* _Stored data_
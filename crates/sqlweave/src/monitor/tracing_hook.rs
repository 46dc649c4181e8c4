use super::truncate_sql_bytes;
use super::types::{HookAction, LifecycleEvent, QueryContext, QueryHook};
use tracing::Level;

/// Dispatch a tracing event at a runtime-determined level.
macro_rules! emit_at_level {
    ($level:expr, $($field:tt)*) => {
        match $level {
            Level::ERROR => tracing::error!($($field)*),
            Level::WARN  => tracing::warn!($($field)*),
            Level::INFO  => tracing::info!($($field)*),
            Level::DEBUG => tracing::debug!($($field)*),
            Level::TRACE => tracing::trace!($($field)*),
        }
    };
}

/// A `tracing`-based hook that emits every statement before it runs, plus
/// `COMMIT` and `ROLLBACK` when a session ends its physical transaction.
///
/// Engines install one automatically when `EngineConfig::log_level` is set.
#[derive(Debug, Clone)]
pub struct TracingSqlHook {
    /// Tracing event level to emit at.
    pub level: Level,
    /// Truncate long SQL strings (in bytes). `None` means no truncation.
    pub max_sql_length: Option<usize>,
    /// Also emit bound parameter values.
    pub with_params: bool,
}

impl Default for TracingSqlHook {
    fn default() -> Self {
        Self {
            level: Level::DEBUG,
            max_sql_length: Some(200),
            with_params: false,
        }
    }
}

impl TracingSqlHook {
    pub fn new() -> Self {
        Self::default()
    }

    /// Override the tracing event level.
    pub fn level(mut self, level: Level) -> Self {
        self.level = level;
        self
    }

    /// Set maximum SQL length to display.
    pub fn max_sql_length(mut self, len: usize) -> Self {
        self.max_sql_length = Some(len);
        self
    }

    /// Disable SQL truncation.
    pub fn no_truncate(mut self) -> Self {
        self.max_sql_length = None;
        self
    }

    pub fn with_params(mut self, with_params: bool) -> Self {
        self.with_params = with_params;
        self
    }

    pub(crate) fn truncate_sql(&self, sql: &str) -> String {
        match self.max_sql_length {
            Some(max) if sql.len() > max => format!("{}...", truncate_sql_bytes(sql, max)),
            _ => sql.to_string(),
        }
    }
}

impl QueryHook for TracingSqlHook {
    fn before_execute(&self, ctx: &QueryContext) -> HookAction {
        let sql = self.truncate_sql(&ctx.sql);
        match (self.with_params, ctx.batch_size) {
            (_, Some(batch_size)) => emit_at_level!(
                self.level,
                target: "sqlweave.sql",
                query_type = ?ctx.query_type,
                session = ctx.session_id,
                batch_size,
                sql = %sql,
            ),
            (true, None) => emit_at_level!(
                self.level,
                target: "sqlweave.sql",
                query_type = ?ctx.query_type,
                session = ctx.session_id,
                param_count = ctx.param_count(),
                params = %ctx.params,
                sql = %sql,
            ),
            (false, None) => emit_at_level!(
                self.level,
                target: "sqlweave.sql",
                query_type = ?ctx.query_type,
                session = ctx.session_id,
                param_count = ctx.param_count(),
                sql = %sql,
            ),
        }
        HookAction::Continue
    }

    fn on_event(&self, event: &LifecycleEvent) {
        match event {
            LifecycleEvent::Commit { session_id } => emit_at_level!(
                self.level,
                target: "sqlweave.sql",
                session = *session_id,
                sql = "COMMIT",
            ),
            LifecycleEvent::Rollback { session_id } => emit_at_level!(
                self.level,
                target: "sqlweave.sql",
                session = *session_id,
                sql = "ROLLBACK",
            ),
            _ => {}
        }
    }
}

* _Problem details_
Beginning with the first line of the entries, repeat each line exactly until you have reproduced the one containing "($level:expr, $($field:tt)*) =>", and add nothing further.

* _Answer area_
filename crates/sqlweave/src/monitor/tracing_hook.rs
repository 46dc649c4181e8c4
use super::truncate_sql_bytes;
use super::types::{HookAction, LifecycleEvent, QueryContext, QueryHook};
use tracing::Level;

/// Dispatch a tracing event at a runtime-determined level.
macro_rules! emit_at_level {
    ($level:expr, $($field:tt)*) => {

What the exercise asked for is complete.